Given information START
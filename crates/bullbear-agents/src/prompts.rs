use bullbear_models::{Action, ConfidenceLevel, DebateRole, DebateRound};

fn action_list() -> String {
    Action::ALL
        .iter()
        .map(|a| a.as_str())
        .collect::<Vec<_>>()
        .join(", ")
}

fn level_list() -> String {
    ConfidenceLevel::ALL
        .iter()
        .map(|l| l.as_str())
        .collect::<Vec<_>>()
        .join(", ")
}

fn researcher_format() -> String {
    let example = serde_json::json!({
        "arguments": ["<one specific, evidence-backed argument>", "<another argument>"]
    });
    serde_json::to_string_pretty(&example).unwrap_or_default()
}

pub fn bull_system_prompt() -> String {
    format!(
        "You are the Bull Researcher in a structured investment debate. Your job is to build \
         the strongest honest case FOR taking a long position in the stock under review.\n\n\
         ## HOW TO ARGUE\n\n\
         - Ground every argument in the MARKET DATA you are given: price trend, volume, \
         indicators, fundamentals, news.\n\
         - Cite concrete numbers (growth rates, margins, price levels) whenever the data has them.\n\
         - Focus on growth potential, competitive advantages, positive catalysts and \
         improving momentum.\n\
         - When the Bear Researcher has spoken, rebut their strongest points directly \
         instead of repeating your own.\n\
         - Do not invent data. If something is missing, argue from what is present.\n\n\
         ## OUTPUT FORMAT\n\n\
         Respond with ONLY a JSON object, no other text:\n{}\n\
         Give 2 to 5 arguments, each one or two sentences.",
        researcher_format()
    )
}

pub fn bear_system_prompt() -> String {
    format!(
        "You are the Bear Researcher in a structured investment debate. Your job is to build \
         the strongest honest case AGAINST taking a long position in the stock under review.\n\n\
         ## HOW TO ARGUE\n\n\
         - Ground every argument in the MARKET DATA you are given: price trend, volume, \
         indicators, fundamentals, news.\n\
         - Cite concrete numbers (valuation multiples, debt, declining metrics) whenever the \
         data has them.\n\
         - Focus on downside risks, valuation concerns, competitive threats, negative \
         catalysts and weakening momentum.\n\
         - Rebut the Bull Researcher's latest arguments point by point where you can.\n\
         - Do not invent data. If something is missing, argue from what is present.\n\n\
         ## OUTPUT FORMAT\n\n\
         Respond with ONLY a JSON object, no other text:\n{}\n\
         Give 2 to 5 arguments, each one or two sentences.",
        researcher_format()
    )
}

pub fn researcher_system_prompt(role: DebateRole) -> String {
    match role {
        DebateRole::Bull => bull_system_prompt(),
        DebateRole::Bear => bear_system_prompt(),
    }
}

pub fn risk_manager_system_prompt() -> String {
    let example = serde_json::json!({
        "risk_assessment": "<2-4 sentences weighing the key risks against the upside>",
        "confidence_level": "Medium"
    });
    format!(
        "You are the Risk Manager reviewing a completed bull/bear debate about one stock. \
         Weigh both sides impartially and judge how much confidence the evidence supports.\n\n\
         ## WHAT TO CONSIDER\n\n\
         - Which side used the market data more convincingly.\n\
         - Volatility, drawdown risk, event risk (earnings, macro, regulation) and liquidity.\n\
         - Arguments that went unanswered by the other side.\n\n\
         ## CONFIDENCE LEVEL\n\n\
         `confidence_level` MUST be exactly one of: {}.\n\
         High means the evidence clearly favours one side; Low means the debate was \
         inconclusive or the data was thin.\n\n\
         ## OUTPUT FORMAT\n\n\
         Respond with ONLY a JSON object, no other text:\n{}",
        level_list(),
        serde_json::to_string_pretty(&example).unwrap_or_default()
    )
}

pub fn final_decision_system_prompt() -> String {
    let example = serde_json::json!({
        "final_decision": "HOLD",
        "confidence": 0.5,
        "reasoning": "<2-4 sentences explaining the decision>",
        "position_size": 0.0
    });
    format!(
        "You are the Portfolio Manager making the final call after a bull/bear debate and a \
         risk review.\n\n\
         ## DECISION RULES\n\n\
         - `final_decision` MUST be exactly one of: {}.\n\
         - BUY or SELL only when one side clearly won the debate and the risk review supports it.\n\
         - HOLD when the evidence is balanced or the confidence level is Medium or lower.\n\
         - REJECT when the data is insufficient or the risks are unacceptable.\n\
         - `confidence` is a number from 0.0 to 1.0 and should agree with the risk \
         manager's confidence level.\n\
         - `position_size` is the suggested fraction of capital from 0.0 to 1.0 \
         (0.0 for HOLD and REJECT).\n\n\
         ## OUTPUT FORMAT\n\n\
         Respond with ONLY a JSON object, no other text:\n{}",
        action_list(),
        serde_json::to_string_pretty(&example).unwrap_or_default()
    )
}

/// System prompt for a free-form agent run over the registered tools.
pub fn analyst_system_prompt(tool_names: &[&str]) -> String {
    let tools = if tool_names.is_empty() {
        "(none)".to_string()
    } else {
        tool_names.join(", ")
    };
    format!(
        "You are a financial market analyst. Answer the user's question about stocks and \
         markets clearly and concisely.\n\n\
         ## TOOLS\n\n\
         Available tools: {tools}.\n\
         - Call a tool whenever the answer depends on prices, indicators, fundamentals or news.\n\
         - If a tool returns an error, adjust the arguments or continue with what you have.\n\
         - Never invent numbers that no tool returned.\n\n\
         When you have enough information, reply with the final answer as plain text."
    )
}

fn render_arguments(arguments: &[String]) -> String {
    if arguments.is_empty() {
        return "(no arguments)".to_string();
    }
    arguments
        .iter()
        .map(|a| format!("- {a}"))
        .collect::<Vec<_>>()
        .join("\n")
}

/// Transcript as numbered sections, in the order the turns happened.
pub fn render_transcript(transcript: &[DebateRound]) -> String {
    if transcript.is_empty() {
        return "(no debate rounds were held)".to_string();
    }
    transcript
        .iter()
        .map(|round| {
            let speaker = match round.role {
                DebateRole::Bull => "Bull Researcher",
                DebateRole::Bear => "Bear Researcher",
            };
            format!(
                "### Round {} - {}\n{}",
                round.round_index + 1,
                speaker,
                render_arguments(&round.arguments)
            )
        })
        .collect::<Vec<_>>()
        .join("\n\n")
}

/// User prompt for one researcher turn.
///
/// `opponent` is the argument list the researcher must answer: the previous
/// bear turn for a bull, the current round's bull turn for a bear.
pub fn researcher_user_prompt(
    role: DebateRole,
    symbol: &str,
    date: &str,
    market_data: &str,
    round_index: u32,
    total_rounds: u32,
    opponent: Option<&[String]>,
) -> String {
    let mut prompt = format!(
        "Stock: {symbol}\nAnalysis date: {date}\nDebate round {} of {total_rounds}.\n\n\
         ## MARKET DATA\n\n{market_data}\n",
        round_index + 1
    );
    if let Some(arguments) = opponent {
        let opponent_name = match role {
            DebateRole::Bull => "Bear Researcher",
            DebateRole::Bear => "Bull Researcher",
        };
        prompt.push_str(&format!(
            "\n## {opponent_name} ARGUMENTS TO ADDRESS\n\n{}\n",
            render_arguments(arguments)
        ));
    }
    let stance = match role {
        DebateRole::Bull => "bullish",
        DebateRole::Bear => "bearish",
    };
    prompt.push_str(&format!("\nPresent your {stance} arguments for {symbol}."));
    prompt
}

pub fn risk_user_prompt(symbol: &str, date: &str, market_data: &str, transcript: &str) -> String {
    format!(
        "Stock: {symbol}\nAnalysis date: {date}\n\n## MARKET DATA\n\n{market_data}\n\n\
         ## DEBATE TRANSCRIPT\n\n{transcript}\n\n\
         Assess the risks and give your confidence level."
    )
}

pub fn final_user_prompt(
    symbol: &str,
    date: &str,
    transcript: &str,
    risk_assessment: &str,
    confidence_level: ConfidenceLevel,
) -> String {
    format!(
        "Stock: {symbol}\nAnalysis date: {date}\n\n## DEBATE TRANSCRIPT\n\n{transcript}\n\n\
         ## RISK MANAGER\n\nAssessment: {risk_assessment}\nConfidence level: {confidence_level}\n\n\
         Make the final trading decision."
    )
}

/// Follow-up sent once when a field came back outside its allowed values.
pub fn corrective_prompt(field: &str, allowed: &str, got: Option<&str>) -> String {
    let got = match got {
        Some(value) => format!("Your answer gave `{field}` as \"{value}\""),
        None => format!("Your answer did not include `{field}`"),
    };
    format!(
        "{got}, which is not valid. `{field}` must be exactly one of: {allowed}. \
         Reply again with ONLY the JSON object in the requested format."
    )
}

pub fn corrective_level_prompt(got: Option<&str>) -> String {
    corrective_prompt("confidence_level", &level_list(), got)
}

pub fn corrective_action_prompt(got: Option<&str>) -> String {
    corrective_prompt("final_decision", &action_list(), got)
}

/// Sent when a researcher used up its tool calls without answering.
pub fn researcher_wrap_up_prompt() -> String {
    format!(
        "You have used all of your tool calls. Using the data gathered above, \
         give your arguments now.\n\n{}",
        researcher_format()
    )
}

#[cfg(test)]
mod tests {
    use super::*;

    #[test]
    fn analyst_prompt_names_tools() {
        let prompt = analyst_system_prompt(&["get_stock_data", "get_news"]);
        assert!(prompt.contains("Available tools: get_stock_data, get_news."));
        assert!(analyst_system_prompt(&[]).contains("Available tools: (none)."));
    }

    #[test]
    fn wrap_up_prompt_requests_arguments_json() {
        let prompt = researcher_wrap_up_prompt();
        assert!(prompt.contains("used all of your tool calls"));
        assert!(prompt.contains("\"arguments\""));
    }

    #[test]
    fn researcher_prompts_request_arguments_json() {
        for role in [DebateRole::Bull, DebateRole::Bear] {
            let prompt = researcher_system_prompt(role);
            assert!(prompt.contains("\"arguments\""), "{role}");
            assert!(prompt.contains("OUTPUT FORMAT"), "{role}");
        }
        assert!(bull_system_prompt().contains("FOR taking a long position"));
        assert!(bear_system_prompt().contains("AGAINST taking a long position"));
    }

    #[test]
    fn risk_prompt_lists_every_level() {
        let prompt = risk_manager_system_prompt();
        for level in ConfidenceLevel::ALL {
            assert!(prompt.contains(level.as_str()), "missing {level}");
        }
        assert!(prompt.contains("\"confidence_level\""));
        assert!(prompt.contains("\"risk_assessment\""));
    }

    #[test]
    fn final_prompt_lists_every_action() {
        let prompt = final_decision_system_prompt();
        for action in Action::ALL {
            assert!(prompt.contains(action.as_str()), "missing {action}");
        }
        assert!(prompt.contains("\"final_decision\""));
        assert!(prompt.contains("\"position_size\""));
    }

    #[test]
    fn bull_round_prompt_includes_previous_bear_turn() {
        let bear = vec!["P/E of 60 is stretched".to_string()];
        let prompt = researcher_user_prompt(
            DebateRole::Bull,
            "TSLA",
            "2025-03-03",
            "### get_news\n[]",
            1,
            2,
            Some(&bear),
        );
        assert!(prompt.contains("Debate round 2 of 2"));
        assert!(prompt.contains("Bear Researcher ARGUMENTS TO ADDRESS"));
        assert!(prompt.contains("- P/E of 60 is stretched"));
        assert!(prompt.contains("### get_news"));
    }

    #[test]
    fn first_bull_prompt_has_no_rebuttal_section() {
        let prompt =
            researcher_user_prompt(DebateRole::Bull, "TSLA", "2025-03-03", "data", 0, 1, None);
        assert!(!prompt.contains("ARGUMENTS TO ADDRESS"));
    }

    #[test]
    fn transcript_rendering_is_ordered() {
        let transcript = vec![
            DebateRound {
                role: DebateRole::Bull,
                round_index: 0,
                arguments: vec!["Deliveries beat".to_string()],
            },
            DebateRound {
                role: DebateRole::Bear,
                round_index: 0,
                arguments: vec![],
            },
        ];
        let rendered = render_transcript(&transcript);
        let bull = rendered.find("Round 1 - Bull Researcher").unwrap();
        let bear = rendered.find("Round 1 - Bear Researcher").unwrap();
        assert!(bull < bear);
        assert!(rendered.contains("(no arguments)"));
    }

    #[test]
    fn corrective_prompts_name_allowed_values() {
        let prompt = corrective_action_prompt(Some("STRONG BUY"));
        assert!(prompt.contains("\"STRONG BUY\""));
        assert!(prompt.contains("BUY, SELL, HOLD, REJECT"));

        let prompt = corrective_level_prompt(None);
        assert!(prompt.contains("did not include `confidence_level`"));
        assert!(prompt.contains("Medium-High"));
    }
}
Given information END
• Required work:
Using the records above, state how many lines contain "concrete"; a single number is the whole answer.

• Your response:
2